It’s that time of the year again. The closing of another year, time spent celebrating with friends and family and often a time when we pause and reflect on many things. During Thanksgiving we harken back to the celebratory feast in Plymouth Colony and give thanks for all we have. In a month or so, we will close the chapter of another year of life, love, despair and joy. In the spirit of the season, here are a few things I am thankful for and a few reflections on the past year.
At this moment I am most thankful for the continued support, good faith and generosity of those around me. I work a lot. It seems like my work is never finished. After a 9 hour day at work, I often come home and crack the computer open to do my “other work.” I am blessed to have an understanding and patient boyfriend of the last 8 years who has stuck with me through conferences away from home and through nights buried in my computer screen.
I am also thankful for the amazing Edcamp Foundation team that has become like a family over the last few years. It is beautiful to see how we share good news and celebrate successes as well as when we share hardships and offer solace. They are a team like no other.

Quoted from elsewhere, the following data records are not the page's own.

//! Term-frequency / inverse-document-frequency vectors.
//!
//! Mirrors the usual scikit-learn defaults: lowercase, tokens of two or more
//! word characters, English stop words, raw counts, smoothed idf and L2
//! normalisation. Tokens are additionally stemmed so inflected forms
//! ("welcomed", "welcome") land on the same term.

use once_cell::sync::Lazy;
use regex::Regex;
use rust_stemmers::{Algorithm, Stemmer};
use std::collections::{BTreeMap, HashSet};

static TOKEN_RE: Lazy<Regex> = Lazy::new(|| Regex::new(r"\b\w\w+\b").expect("valid regex"));

static STEMMER: Lazy<Stemmer> = Lazy::new(|| Stemmer::create(Algorithm::English));

static STOP_WORDS: Lazy<HashSet<&'static str>> = Lazy::new(|| {
    include_str!("stop_words.txt")
        .split_whitespace()
        .collect()
});

/// Sparse, L2-normalised document vector keyed by term.
pub type TermVector = BTreeMap<String, f64>;

/// Whether `word` (already lowercase) is an English stop word.
pub fn is_stop_word(word: &str) -> bool {
    STOP_WORDS.contains(word)
}

/// Split `text` into lowercase, stop-word-free, optionally stemmed terms.
pub fn tokenize(text: &str, stem: bool) -> Vec<String> {
    let lower = text.to_lowercase();
    TOKEN_RE
        .find_iter(&lower)
        .map(|m| m.as_str())
        .filter(|t| !is_stop_word(t))
        .map(|t| {
            if stem {
                STEMMER.stem(t).into_owned()
            } else {
                t.to_string()
            }
        })
        .collect()
}

/// Vectorizer settings.
#[derive(Debug, Clone, Copy)]
pub struct TfIdf {
    pub stem: bool,
}

impl Default for TfIdf {
    fn default() -> Self {
        Self { stem: true }
    }
}

impl TfIdf {
    /// Fit on `docs` and return one normalised vector per document.
    ///
    /// Documents with no surviving terms get an empty vector.
    pub fn fit_transform<S: AsRef<str>>(&self, docs: &[S]) -> Vec<TermVector> {
        let counts: Vec<BTreeMap<String, f64>> = docs
            .iter()
            .map(|d| {
                let mut tf = BTreeMap::new();
                for term in tokenize(d.as_ref(), self.stem) {
                    *tf.entry(term).or_insert(0.0) += 1.0;
                }
                tf
            })
            .collect();

        let mut df: BTreeMap<&str, f64> = BTreeMap::new();
        for tf in &counts {
            for term in tf.keys() {
                *df.entry(term.as_str()).or_insert(0.0) += 1.0;
            }
        }
        let n = docs.len() as f64;
        let idf: BTreeMap<&str, f64> = df
            .into_iter()
            .map(|(t, d)| (t, ((1.0 + n) / (1.0 + d)).ln() + 1.0))
            .collect();

        counts
            .iter()
            .map(|tf| {
                let mut v: TermVector = tf
                    .iter()
                    .map(|(t, c)| (t.clone(), c * idf[t.as_str()]))
                    .collect();
                let norm = v.values().map(|w| w * w).sum::<f64>().sqrt();
                if norm > 0.0 {
                    v.values_mut().for_each(|w| *w /= norm);
                }
                v
            })
            .collect()
    }
}

/// Cosine similarity of two vectors; zero if either is empty.
pub fn cosine(a: &TermVector, b: &TermVector) -> f64 {
    let (small, large) = if a.len() <= b.len() { (a, b) } else { (b, a) };
    let dot: f64 = small
        .iter()
        .filter_map(|(t, w)| large.get(t).map(|x| w * x))
        .sum();
    let na = a.values().map(|w| w * w).sum::<f64>().sqrt();
    let nb = b.values().map(|w| w * w).sum::<f64>().sqrt();
    if na == 0.0 || nb == 0.0 {
        0.0
    } else {
        dot / (na * nb)
    }
}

I also have the good fortune to work with an amazing group of neighbors and friends of the South Philly Food Co-op. Similarly, my fellow Board members have become like a family, and I love how the Co-op has my neighborhood so much closer. I can’t leave my house without seeing someone I know. Often, it was the Co-op that brought us together. It has been magical to watch the dream of a dozen South Philly residents turn into a 320 member organization over the last two years.
I am also thankful for the new people who have entered my life through the Philadelphia education world and the way have put their faith in me. It has been amazing to work with such passionate and energizing folks in my own city.

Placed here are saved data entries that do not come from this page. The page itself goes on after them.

use chatd::ChatService;
use clap::Parser;
use daemon_common::{LogLevel, init_tracing, maybe_daemonize};
use podcast_rs::{Chatbot, ConversationMemory, Library, config};
use std::net::SocketAddr;
use std::path::PathBuf;
use std::sync::Arc;
use tracing::info;

#[derive(Parser, Debug)]
#[command(name = "chatd", about = "Podcast question-answering HTTP daemon")]
struct Cli {
    /// TOML configuration file
    #[arg(long)]
    config: Option<PathBuf>,

    /// Directory of transcript files, overrides the config
    #[arg(long)]
    transcripts: Option<PathBuf>,

    /// Address to listen on
    #[arg(long, default_value = "127.0.0.1")]
    host: String,

    #[arg(long, default_value_t = 5000)]
    port: u16,

    /// Logging verbosity
    #[arg(long, default_value = "info")]
    log_level: LogLevel,

    /// Run as a background daemon
    #[arg(short = 'd', long)]
    daemon: bool,
}

#[tokio::main]
async fn main() -> anyhow::Result<()> {
    let cli = Cli::parse();
    init_tracing(cli.log_level)?;

    maybe_daemonize(cli.daemon)?;

    let mut cfg = match &cli.config {
        Some(path) => config::load(path).await?,
        None => config::ChatConfig::default(),
    };
    if let Some(dir) = cli.transcripts {
        cfg.transcripts = dir;
    }

    let library = Library::load(&cfg.transcripts).await;
    let model = config::build_model(&cfg.model)?;
    let bot = Chatbot::new(library, model).with_neighbor_window(cfg.neighbor_window);
    let service = Arc::new(ChatService::new(bot, ConversationMemory::new(cfg.memory_limit)));

    let addr: SocketAddr = format!("{}:{}", cli.host, cli.port).parse()?;
    let listener = tokio::net::TcpListener::bind(addr).await?;
    info!(%addr, "chatd listening");
    axum::serve(listener, service.router()).await?;
    Ok(())
}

This past year has been transformative and exciting. Specifically, this school year has proved to be one of my best years in and out of the classroom. This summer I dedicated hours and hours writing a tech curriculum with a framework that has proved to be very successful. After years of pulling together my own curriculum and only somewhat following it, I have found that this year I have been able to really focus on the specific skills and concepts my students should know when they leave me (and here I welcome the critics that would tell me that it’s not about what I think my students need, but rather what my students decide they need). I have always struggled to decide what is most important for my students to know. They often only use a computer at school, and when they do, it’s only during the two 45 minute classes they spend with me weekly. Now that I have a guide, it has made my daily decisions much easier. I have always believed that part of my job is it to close the digital gap that my student face in comparison with their middle class, suburban peers, and I feel more confident that I am achieving that goal this year.
This is not to say that this year has been perfect, no year ever is. Still, this year has the potential to be my most effective year as a technology teacher. In addition, it is the year that I was able to put the networking skills that I have built over the last 3 years through Twitter and blogging to use in my own city. This year I have also made many connections here in Philadelphia with amazing potential to bring “real world” opportunities to students and educators while providing tech companies the opportunity to get involved in workforce development with Philadelphia youth. The extraordinarily positive response to my newest endeavor has also been extremely energizing and exciting.
A wise person once said, “Life moves pretty fast; if you don’t stop and look around every once in a while, you might miss it.” While this wise person may have also been a fictional movie character, I often revisit that phrase to remind myself to stop and slow down. Sometimes it’s easier to keep moving–filling our time with work, hobbies, social responsibilities, and other distractions–than it is to think about what we’re doing and why we’re doing it. I challenge you to do both. I am confident that you with be thankful you did.